>>

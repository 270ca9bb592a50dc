use picking_core::{LoadedModel, PointerPosition};
use plate_geometry::{DisplayScale, Point3d, Vec3};
use plate_types::*;
use serde_json::{json, Value};
use viewer_bridge::*;

// ── Helper functions ─────────────────────────────────────────────────────

fn plate_model() -> LoadedModel {
    LoadedModel {
        mesh_url: "/models/plate.glb".into(),
        display_scale: DisplayScale::uniform(0.1).unwrap(),
        holes: vec![HoleRecord {
            position: Point3d::new(5.0, 0.0, 0.0),
            diameter: 4.0,
            axis: Vec3::Z,
        }],
        edges: vec![
            EdgeRecord {
                start: Point3d::new(0.0, 100.0, 0.0),
                end: Point3d::new(100.0, 100.0, 0.0),
            },
            EdgeRecord {
                start: Point3d::new(0.0, 200.0, 0.0),
                end: Point3d::new(100.0, 200.0, 0.0),
            },
        ],
    }
}

fn loaded_state() -> BridgeState {
    let mut state = BridgeState::new();
    let ViewerToUi::LoadStarted { generation } = dispatch(&mut state, UiToViewer::BeginModelLoad) else {
        panic!("expected LoadStarted");
    };
    let response = dispatch(
        &mut state,
        UiToViewer::ModelLoaded {
            generation,
            model: plate_model(),
        },
    );
    assert!(matches!(response, ViewerToUi::ModelInstalled { holes: 1, edges: 2, .. }));
    state
}

fn hover(state: &mut BridgeState, x: f64, y: f64) -> ViewerToUi {
    dispatch(
        state,
        UiToViewer::SurfaceHover {
            pointer: PointerPosition::new(200.0, 100.0),
            hit: Some(Point3d::new(x, y, 0.0)),
        },
    )
}

fn click(state: &mut BridgeState, modifiers: Modifiers) -> ViewerToUi {
    dispatch(state, UiToViewer::Click { modifiers })
}

fn send(state: &mut BridgeState, msg: Value) -> Value {
    serde_json::from_str(&process_json(state, &msg.to_string())).unwrap()
}

// ── Wire format ──────────────────────────────────────────────────────────

#[test]
fn test_json_load_and_hover() {
    let mut state = BridgeState::new();
    let started = send(&mut state, json!({"type": "BeginModelLoad"}));
    assert_eq!(started, json!({"type": "LoadStarted", "generation": 1}));

    let installed = send(
        &mut state,
        json!({
            "type": "ModelLoaded",
            "generation": 1,
            "model": {
                "mesh_url": "/models/plate.glb",
                "display_scale": {"x": 0.1, "y": 0.1, "z": 0.1},
                "holes": [{
                    "position": {"x": 5.0, "y": 0.0, "z": 0.0},
                    "diameter": 4.0,
                    "axis": {"x": 0.0, "y": 0.0, "z": 1.0}
                }],
                "edges": []
            }
        }),
    );
    assert_eq!(installed["type"], "ModelInstalled");
    assert_eq!(installed["holes"], 1);
    assert_eq!(installed["mesh_url"], "/models/plate.glb");

    let hovered = send(
        &mut state,
        json!({
            "type": "SurfaceHover",
            "pointer": {"x": 10.0, "y": 20.0},
            "hit": {"x": 0.5, "y": 0.0, "z": 0.0}
        }),
    );
    assert_eq!(hovered["type"], "SelectionChanged");
    assert_eq!(hovered["view"]["hovered_hole"], 0);
    assert_eq!(hovered["view"]["phase"], json!({"hole": "HoverOnly", "edges_locked": 0}));
    assert_eq!(hovered["view"]["tooltip"]["anchor"], json!([25.0, 35.0]));
    assert_eq!(hovered["visible"], json!(["Tooltip"]));
}

#[test]
fn test_click_modifiers_default_to_none() {
    let mut state = loaded_state();
    hover(&mut state, 5.0, 10.05);
    let reply = send(&mut state, json!({"type": "Click"}));
    assert_eq!(reply["view"]["locked_edges"], json!([0]));
}

#[test]
fn test_malformed_json_returns_error() {
    let mut state = BridgeState::new();
    let reply = send(&mut state, json!({"type": "NoSuchMessage"}));
    assert_eq!(reply["type"], "Error");
    assert!(reply["message"]
        .as_str()
        .unwrap()
        .starts_with("failed to parse message"));

    let raw = process_json(&mut state, "not json");
    assert!(raw.contains("\"type\":\"Error\""));
}

#[test]
fn test_zero_scale_rejected_at_parse() {
    let mut state = BridgeState::new();
    let reply = send(
        &mut state,
        json!({
            "type": "ModelLoaded",
            "generation": 1,
            "model": {
                "mesh_url": "m",
                "display_scale": {"x": 0.0, "y": 1.0, "z": 1.0},
                "holes": [],
                "edges": []
            }
        }),
    );
    assert_eq!(reply["type"], "Error");
}

#[test]
fn test_pick_ray_json() {
    let mut state = BridgeState::new();
    let reply = send(
        &mut state,
        json!({
            "type": "PickRay",
            "pointer": {"x": 400.0, "y": 300.0},
            "viewport": {"left": 0.0, "top": 0.0, "width": 800.0, "height": 600.0},
            "camera": {
                "type": "Perspective",
                "frame": {
                    "eye": {"x": 0.0, "y": 0.0, "z": 20.0},
                    "target": {"x": 0.0, "y": 0.0, "z": 0.0},
                    "up": {"x": 0.0, "y": 1.0, "z": 0.0}
                },
                "fov_y_degrees": 50.0,
                "aspect": 1.333,
                "near": 0.1,
                "far": 500.0
            }
        }),
    );
    assert_eq!(reply["type"], "RayComputed");
    let dz = reply["ray"]["direction"]["z"].as_f64().unwrap();
    assert!((dz + 1.0).abs() < 1e-9);
}

// ── Flows ────────────────────────────────────────────────────────────────

#[test]
fn test_stale_load_is_ignored() {
    let mut state = BridgeState::new();
    dispatch(&mut state, UiToViewer::BeginModelLoad);
    dispatch(&mut state, UiToViewer::BeginModelLoad);

    let reply = dispatch(
        &mut state,
        UiToViewer::ModelLoaded {
            generation: ModelGeneration(1),
            model: plate_model(),
        },
    );
    assert!(matches!(reply, ViewerToUi::Ignored { .. }));
    assert!(state.session.index().current().is_none());

    let reply = dispatch(
        &mut state,
        UiToViewer::ModelLoadFailed {
            generation: ModelGeneration(2),
            reason: "404".into(),
        },
    );
    assert!(matches!(reply, ViewerToUi::ModelLoadFailed { .. }));
}

#[test]
fn test_lock_hole_and_place_stud() {
    let mut state = loaded_state();
    hover(&mut state, 0.5, 0.0);
    let ViewerToUi::SelectionChanged { view, visible, changes } = click(&mut state, Modifiers::NONE) else {
        panic!("expected SelectionChanged");
    };
    assert_eq!(view.locked_hole, Some(HoleId(0)));
    assert!(visible.contains(&Affordance::StudUpload));
    assert!(visible.contains(&Affordance::DiameterEdit));
    assert!(changes.iter().any(|c| c.kind == Affordance::StudUpload && c.visible));

    let ViewerToUi::StudPlaced { placement } = dispatch(&mut state, UiToViewer::PlaceStud { extent: 2.0 }) else {
        panic!("expected StudPlaced");
    };
    assert!((placement.scale - 0.2).abs() < 1e-12);

    let reply = dispatch(&mut state, UiToViewer::PlaceStud { extent: 0.0 });
    assert!(matches!(reply, ViewerToUi::Error { .. }));
}

#[test]
fn test_two_edges_then_weld() {
    let mut state = loaded_state();
    hover(&mut state, 5.0, 10.05);
    click(&mut state, Modifiers::ctrl());
    hover(&mut state, 5.0, 20.05);
    let ViewerToUi::SelectionChanged { view, visible, .. } = click(&mut state, Modifiers::ctrl()) else {
        panic!("expected SelectionChanged");
    };
    assert_eq!(view.locked_edges, vec![EdgeId(0), EdgeId(1)]);
    assert!(visible.contains(&Affordance::WeldFold));

    let edges = send(&mut state, json!({"type": "GetEdges"}));
    assert_eq!(edges["edges"][1]["highlighted"], true);
    assert_eq!(edges["edges"][1]["segment"]["start"]["y"], 20.0);

    let ViewerToUi::JoinRequested { request } = dispatch(&mut state, UiToViewer::ChooseJoin { mode: JoinMode::Fold }) else {
        panic!("expected JoinRequested");
    };
    assert_eq!(request.mode, JoinMode::Fold);
    assert_eq!((request.first, request.second), (EdgeId(0), EdgeId(1)));
}

#[test]
fn test_join_without_two_edges_is_error() {
    let mut state = loaded_state();
    let reply = dispatch(&mut state, UiToViewer::ChooseJoin { mode: JoinMode::Weld });
    let ViewerToUi::Error { message } = reply else {
        panic!("expected Error");
    };
    assert!(message.contains('0'));
}

#[test]
fn test_diameter_edit_round_trip() {
    let mut state = loaded_state();
    hover(&mut state, 0.5, 0.0);
    click(&mut state, Modifiers::NONE);

    let ViewerToUi::EditRequested { ticket, view } = dispatch(&mut state, UiToViewer::EditDiameter { new_diameter: 6.0 }) else {
        panic!("expected EditRequested");
    };
    assert!((view.hole_marker.unwrap().radius - 0.3).abs() < 1e-12);

    let reply = dispatch(
        &mut state,
        UiToViewer::DiameterEditSucceeded {
            request: ticket.request,
            mesh_url: "/models/plate-v2.glb".into(),
        },
    );
    let ViewerToUi::EditApplied { hole, diameter, view, .. } = reply else {
        panic!("expected EditApplied, got {reply:?}");
    };
    assert_eq!(hole, HoleId(0));
    assert_eq!(diameter, 6.0);
    assert!((view.hole_marker.unwrap().radius - 0.3).abs() < 1e-12);

    let ViewerToUi::Catalog { groups } = dispatch(&mut state, UiToViewer::GetCatalog) else {
        panic!("expected Catalog");
    };
    assert_eq!(groups[0].nominal_mm, 6);

    let late = dispatch(
        &mut state,
        UiToViewer::DiameterEditFailed {
            request: ticket.request,
            reason: "timeout".into(),
        },
    );
    assert!(matches!(late, ViewerToUi::Ignored { .. }));
}

#[test]
fn test_failed_edit_reports_restored_diameter() {
    let mut state = loaded_state();
    hover(&mut state, 0.5, 0.0);
    click(&mut state, Modifiers::NONE);
    let ViewerToUi::EditRequested { ticket, .. } = dispatch(&mut state, UiToViewer::EditDiameter { new_diameter: 9.0 }) else {
        panic!("expected EditRequested");
    };
    let reply = dispatch(
        &mut state,
        UiToViewer::DiameterEditFailed {
            request: ticket.request,
            reason: "backend down".into(),
        },
    );
    assert!(matches!(
        reply,
        ViewerToUi::EditFailed { restored_diameter, .. } if restored_diameter == 4.0
    ));
}

#[test]
fn test_messages_on_empty_session() {
    let mut state = BridgeState::new();
    let reply = hover(&mut state, 0.5, 0.0);
    let ViewerToUi::SelectionChanged { view, visible, .. } = reply else {
        panic!("expected SelectionChanged");
    };
    assert!(view.hovered_hole.is_none());
    assert!(visible.is_empty());
    assert!(matches!(click(&mut state, Modifiers::NONE), ViewerToUi::SelectionChanged { .. }));
    assert!(matches!(
        dispatch(&mut state, UiToViewer::EditDiameter { new_diameter: 3.0 }),
        ViewerToUi::Error { .. }
    ));
}

#[test]
fn test_configure_validates() {
    let mut state = BridgeState::new();
    let reply = send(
        &mut state,
        json!({"type": "Configure", "config": {"hole_tolerance": 2.5}}),
    );
    assert_eq!(reply["type"], "Configured");
    assert_eq!(reply["config"]["hole_tolerance"], 2.5);
    assert_eq!(reply["config"]["edge_tolerance"], 0.1);
    assert_eq!(state.session.config().hole_tolerance, 2.5);

    let reply = send(
        &mut state,
        json!({"type": "Configure", "config": {"edge_tolerance": -1.0}}),
    );
    assert_eq!(reply["type"], "Error");
}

<<

▶ [WORK REQUIRED]: Look through the listing, and copy each line in which the string "changes" turns up.

▶ [RESPONSE]:
    let ViewerToUi::SelectionChanged { view, visible, changes } = click(&mut state, Modifiers::NONE) else {
    assert!(changes.iter().any(|c| c.kind == Affordance::StudUpload && c.visible));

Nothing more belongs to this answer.